# My rats don't want to get out of the cage!!



## noMoreFaith

Here's my problem: I have 2 females [Salem + Sabbath, on the rats section], which I bought about 11 days ago. Although they are tame (they sniff my hands, and they never peed on me when I first held them), I have trouble "bonding" with them. i keep reading about how affectionate rats are, and I do believe they are, but first of all mine don't want to go out of the cage-whenever I put them out they run scared to dark corners behind my bed etc, and then they hide in their nest box for a while. That way I can't train them or play with them-and secondly they are always hiding/sleeping in their nest box! is this normal? I don't know how to get them to like me, like having them play with me etc. I've already sent emails to some rat experts but none was in position of answering. Please give me some ideas! How can I get them to go out of the cage and bond with me-apart from taking treats from me?

PS: I've read that rats need about a month to adapt to their new surroundings, so is it just a matter of time? Or there's something wrong with my ratties?


----------



## ema-leigh

Nothing wrong with your ratties at all. They just need time to adjust. Dont forget only 11 days ago they were safe with their mom and siblings... now its just the two of them.. they are going to need time to adujst. Hold them for longer than 20 mins at a time, as they cant hold fear for longer than this. You could create a play pen for them, giving them only 1 place to hide, and the rest toys! They will come around! 

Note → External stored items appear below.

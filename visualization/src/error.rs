//! Rendering errors
//!
//! Missing or partial result data is never an error here; only exporting
//! the comparison graph can fail.
//!
//! Copyright (c) 2025 Mohammad Atashi <mohammadaliatashi@icloud.com>

use std::path::PathBuf;

use thiserror::Error;

#[derive(Error, Debug)]
pub enum RenderError {
    #[error("No comparison graph in the current result")]
    NoGraph,

    #[error("Comparison graph is not valid base64: {0}")]
    InvalidGraph(#[from] base64::DecodeError),

    #[error("Failed to write {path}: {source}")]
    Io {
        path: PathBuf,
        #[source]
        source: std::io::Error,
    },
}
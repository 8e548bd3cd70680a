//! End-to-end tests of `HttpComputeService` against an in-process stub of
//! the computation service.

use std::collections::HashMap;
use std::sync::Arc;

use axum::extract::Query;
use axum::http::StatusCode;
use axum::routing::{get, post};
use axum::{Json, Router};
use pagesim_core::{
    AlgorithmId, ClientConfig, ComputeService, HttpComputeService, ServiceError, SimulationRequest,
};
use serde_json::{json, Value};

async fn calculate(Json(body): Json<Value>) -> (StatusCode, Json<Value>) {
    let reference = body["reference_string"].as_str().unwrap_or_default().to_string();
    if reference == "bad" {
        return (
            StatusCode::BAD_REQUEST,
            Json(json!({"success": false, "error": "Invalid format"})),
        );
    }
    let frames = body["frames"].as_u64().unwrap_or(0);
    let algorithms = body["algorithms"].clone();
    (
        StatusCode::OK,
        Json(json!({
            "success": true,
            "results": {
                "FIFO": {
                    "name": "FIFO",
                    "page_faults": 2,
                    "page_fault_rate": 1.0,
                    "history": [
                        {"step": 1, "page": 7, "memory": [7], "fault": true, "replaced": null},
                        {"step": 2, "page": 0, "memory": [7, 0], "fault": true, "replaced": null}
                    ]
                }
            },
            "graph": null,
            "input": {"frames": frames, "reference_string": reference, "total_pages": 2},
            "echo_algorithms": algorithms
        })),
    )
}

async fn random(Query(params): Query<HashMap<String, String>>) -> Json<Value> {
    let length: usize = params.get("length").and_then(|l| l.parse().ok()).unwrap_or(15);
    let pages: Vec<String> = (0..length).map(|i| (i % 10).to_string()).collect();
    Json(json!({"reference_string": pages.join(" "), "frames": 4}))
}

async fn algorithms() -> Json<Value> {
    Json(json!({
        "fifo": {"name": "FIFO", "description": "First In First Out"},
        "lru": {"name": "LRU", "description": "Least Recently Used"},
        "optimal": {"name": "Optimal", "description": "Look ahead to maximize hits"}
    }))
}

async fn spawn_stub(app: Router) -> String {
    let listener = tokio::net::TcpListener::bind("127.0.0.1:0").await.unwrap();
    let addr = listener.local_addr().unwrap();
    tokio::spawn(async move {
        axum::serve(listener, app).await.unwrap();
    });
    format!("http://{addr}")
}

fn stub_router() -> Router {
    Router::new()
        .route("/api/calculate", post(calculate))
        .route("/api/random", get(random))
        .route("/api/algorithms", get(algorithms))
}

fn broken_router() -> Router {
    Router::new()
        .route(
            "/api/calculate",
            post(|| async { (StatusCode::INTERNAL_SERVER_ERROR, "boom") }),
        )
        .route("/api/random", get(|| async { "not json" }))
        .route(
            "/api/algorithms",
            get(|| async { StatusCode::SERVICE_UNAVAILABLE }),
        )
}

fn client(base_url: String) -> Arc<HttpComputeService> {
    Arc::new(HttpComputeService::new(&ClientConfig {
        base_url,
        ..ClientConfig::default()
    }))
}

async fn blocking<T, F>(f: F) -> T
where
    T: Send + 'static,
    F: FnOnce() -> T + Send + 'static,
{
    tokio::task::spawn_blocking(f).await.unwrap()
}

#[tokio::test]
async fn test_run_simulation_success() {
    let service = client(spawn_stub(stub_router()).await);
    let request = SimulationRequest::new(3, "7 0", vec![AlgorithmId::new("fifo")]).unwrap();

    let response = blocking(move || service.run_simulation(&request)).await.unwrap();
    assert_eq!(response.success, Some(true));
    let fifo = response.results.get("FIFO").unwrap();
    assert_eq!(fifo.history.len(), 2);
    assert!(fifo.history.iter().all(|step| step.fault));
    let input = response.input.as_ref().unwrap();
    assert_eq!(input.frames, Some(3));
    assert_eq!(input.reference_string, "7 0");
    assert_eq!(response.total_steps(), 2);
}

#[tokio::test]
async fn test_business_error_becomes_rejection() {
    let service = client(spawn_stub(stub_router()).await);
    let request = SimulationRequest::new(3, "bad", vec![AlgorithmId::new("lru")]).unwrap();

    let err = blocking(move || service.run_simulation(&request)).await.unwrap_err();
    assert_eq!(err, ServiceError::Rejected("Invalid format".into()));
}

#[tokio::test]
async fn test_random_and_catalog() {
    let service = client(spawn_stub(stub_router()).await);

    let random_service = Arc::clone(&service);
    let random = blocking(move || random_service.fetch_random_input(5)).await.unwrap();
    assert_eq!(random.reference_string, "0 1 2 3 4");
    assert_eq!(random.frames, 4);

    let catalog = blocking(move || service.fetch_algorithm_catalog()).await.unwrap();
    let names: Vec<String> = catalog.entries().into_iter().map(|info| info.name).collect();
    assert_eq!(names, vec!["FIFO", "LRU", "Optimal"]);
}

#[tokio::test]
async fn test_broken_service_errors() {
    let service = client(spawn_stub(broken_router()).await);
    let request = SimulationRequest::new(3, "1 2", vec![AlgorithmId::new("fifo")]).unwrap();

    let simulation_service = Arc::clone(&service);
    let err = blocking(move || simulation_service.run_simulation(&request)).await.unwrap_err();
    assert_eq!(err, ServiceError::Status(500));

    let random_service = Arc::clone(&service);
    let err = blocking(move || random_service.fetch_random_input(3)).await.unwrap_err();
    assert!(matches!(err, ServiceError::Decode(_)));

    let err = blocking(move || service.fetch_algorithm_catalog()).await.unwrap_err();
    assert_eq!(err, ServiceError::Status(503));
}

#[tokio::test]
async fn test_unreachable_service() {
    let port = {
        let listener = std::net::TcpListener::bind("127.0.0.1:0").unwrap();
        listener.local_addr().unwrap().port()
    };
    let service = client(format!("http://127.0.0.1:{port}"));

    let err = blocking(move || service.fetch_algorithm_catalog()).await.unwrap_err();
    assert!(matches!(err, ServiceError::Transport(_)));
}
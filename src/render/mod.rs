// Copyright 2026 the Foilmatch Authors
// SPDX-License-Identifier: Apache-2.0

//! Rendering: the surface contract, decoded bitmaps and scene painting.

pub mod paint;
pub mod raster;
pub mod surface;

#[cfg(test)]
pub mod testing;

pub use raster::{Raster, RasterError};
pub use surface::{Color, PathEl, Stroke, Surface};
// Copyright 2026 the Foilmatch Authors
// SPDX-License-Identifier: Apache-2.0

//! Observable document nodes.
//!
//! A [`Document`] owns an arena of nodes, each exposing a set of named
//! attributes. Writing an attribute through [`Document::set`] compares
//! against the stored value, runs an optional validator, maintains the
//! owner back-reference index for nested nodes and then notifies every
//! subscribed [`View`] — synchronously and depth-first, so a view callback
//! that writes another attribute runs that cascade to completion before
//! the original `set` returns.
//!
//! The owner index is a back-reference only: it records *which* node holds
//! another node under *which* attribute name so that modifications can fan
//! out to the owner's views, but it never extends a node's lifetime. All
//! of this state is owned by the `Document` session context; there are no
//! process-wide tables.

use crate::foil::AirfoilData;
use crate::geometry::Point2D;
use std::collections::HashMap;
use std::sync::Arc;

/// A value rejected by an attribute's validator.
///
/// The binder layer turns this into "revert the widget to the last good
/// text"; the model is left untouched.
#[derive(Debug, Clone, PartialEq, Eq, thiserror::Error)]
#[error("invalid value for attribute `{attribute}`: {reason}")]
pub struct InvalidValue {
    pub attribute: String,
    pub reason: String,
}

/// Handle into a [`Document`]'s node arena.
///
/// Ids are never reused within a session, so a stale handle can index the
/// arena but never alias a different node.
#[derive(Debug, Clone, Copy, PartialEq, Eq, Hash, PartialOrd, Ord)]
pub struct NodeId(usize);

/// Handle to a view subscription, for later detaching.
#[derive(Debug, Clone, Copy, PartialEq, Eq)]
pub struct ViewId(usize);

/// A typed attribute value.
///
/// `Node` embeds a reference to another document node and is what the
/// owner index tracks. Large payloads (`Bytes`, `Foil`) are behind `Arc`
/// so that reads and the equality check stay cheap.
#[derive(Debug, Clone, PartialEq, Default)]
pub enum Value {
    #[default]
    None,
    Bool(bool),
    Number(f64),
    Point(Point2D),
    Text(String),
    Bytes(Arc<Vec<u8>>),
    Foil(Arc<AirfoilData>),
    Node(NodeId),
}

impl Value {
    pub fn as_number(&self) -> Option<f64> {
        match self {
            Value::Number(v) => Some(*v),
            _ => None,
        }
    }

    pub fn as_point(&self) -> Option<Point2D> {
        match self {
            Value::Point(p) => Some(*p),
            _ => None,
        }
    }

    pub fn as_bool(&self) -> Option<bool> {
        match self {
            Value::Bool(b) => Some(*b),
            _ => None,
        }
    }
}

/// Validator (the "custom setter" of an attribute). May coerce the value
/// before it is stored, or reject it with a reason.
pub type Validator = fn(&Value) -> Result<Value, String>;

/// Observer of one node's attribute changes.
///
/// Dispatch is capability-based: every callback has a default empty body,
/// so a view only reacts to what it cares about and the absence of a
/// handler is not an error. Callbacks receive the document mutably and may
/// write further attributes; those writes notify re-entrantly before the
/// callback's own trigger returns.
#[allow(unused_variables)]
pub trait View {
    /// Called once when the view is attached to `node`.
    fn model_added(&mut self, doc: &mut Document, node: NodeId) {}

    /// An attribute of the observed node changed. `old` is the previously
    /// stored value.
    fn attribute_changed(&mut self, doc: &mut Document, node: NodeId, name: &str, old: &Value) {}

    /// A node held by the observed node under attribute `name` was itself
    /// modified.
    fn attribute_modified(&mut self, doc: &mut Document, node: NodeId, name: &str, child: NodeId) {}
}

struct Attribute {
    value: Value,
    validator: Option<Validator>,
}

#[derive(Default)]
struct NodeState {
    attrs: HashMap<String, Attribute>,
}

struct ViewSlot {
    node: NodeId,
    /// `None` while the view is taken out for a callback, or after
    /// detaching.
    view: Option<Box<dyn View>>,
    detached: bool,
}

/// Session context owning all nodes, subscriptions and the owner index.
#[derive(Default)]
pub struct Document {
    nodes: Vec<NodeState>,
    views: Vec<ViewSlot>,
    /// child -> (owner, attribute name) back-references.
    owners: HashMap<NodeId, Vec<(NodeId, String)>>,
}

Did you get them from a petstore? Getting your rat from a breeder will ensure your babies are well handled and well adjusted! And also bred for temperment and health


----------



## VictorianVanity

I wouldn't be too concerned. They haven't had much time at all to get used to you. Typically it's taken our rats well over two weeks to really get comfortable with us. But don't let them run away from you all the time during out-time. Make it so you can get to them easily and handle them; that's the only way they'll learn. We tried letting our Penelope, who is extremely fearful, come around at her own pace and it just wasn't working. Like ema said, handle them for longer than 20 minutes at a time. Also, every time I pass their cage I go over and talk to them for a moment and reach in to lavish some attention or clean up whatever mess they've undoubtedly made; this has helped Penelope get used to me coming up and moving around close to her.


----------



## noMoreFaith

ema-leigh said:


> Nothing wrong with your ratties at all. They just need time to adjust. Dont forget only 11 days ago they were safe with their mom and siblings... now its just the two of them.. they are going to need time to adujst. Hold them for longer than 20 mins at a time, as they cant hold fear for longer than this. You could create a play pen for them, giving them only 1 place to hide, and the rest toys! They will come around!
> 
> Did you get them from a petstore? Getting your rat from a breeder will ensure your babies are well handled and well adjusted! And also bred for temperment and health


I got them from a petstore from someone who typically sells them as feeders (he has a reptile store too) but the specific ones I ordered are fancy rats. I don't think it depends on that, though. From the first time I saw them, they didn't seem neither scared of the crowd and animals nor sick. Regarding holding them for 20 minutes or so, though, I don't think I can do that-they keep running around, it's impossible for them to stay still :-\


----------



## VictorianVanity

Not ALL pet store rats are antisocial, but typically they come with their baggage.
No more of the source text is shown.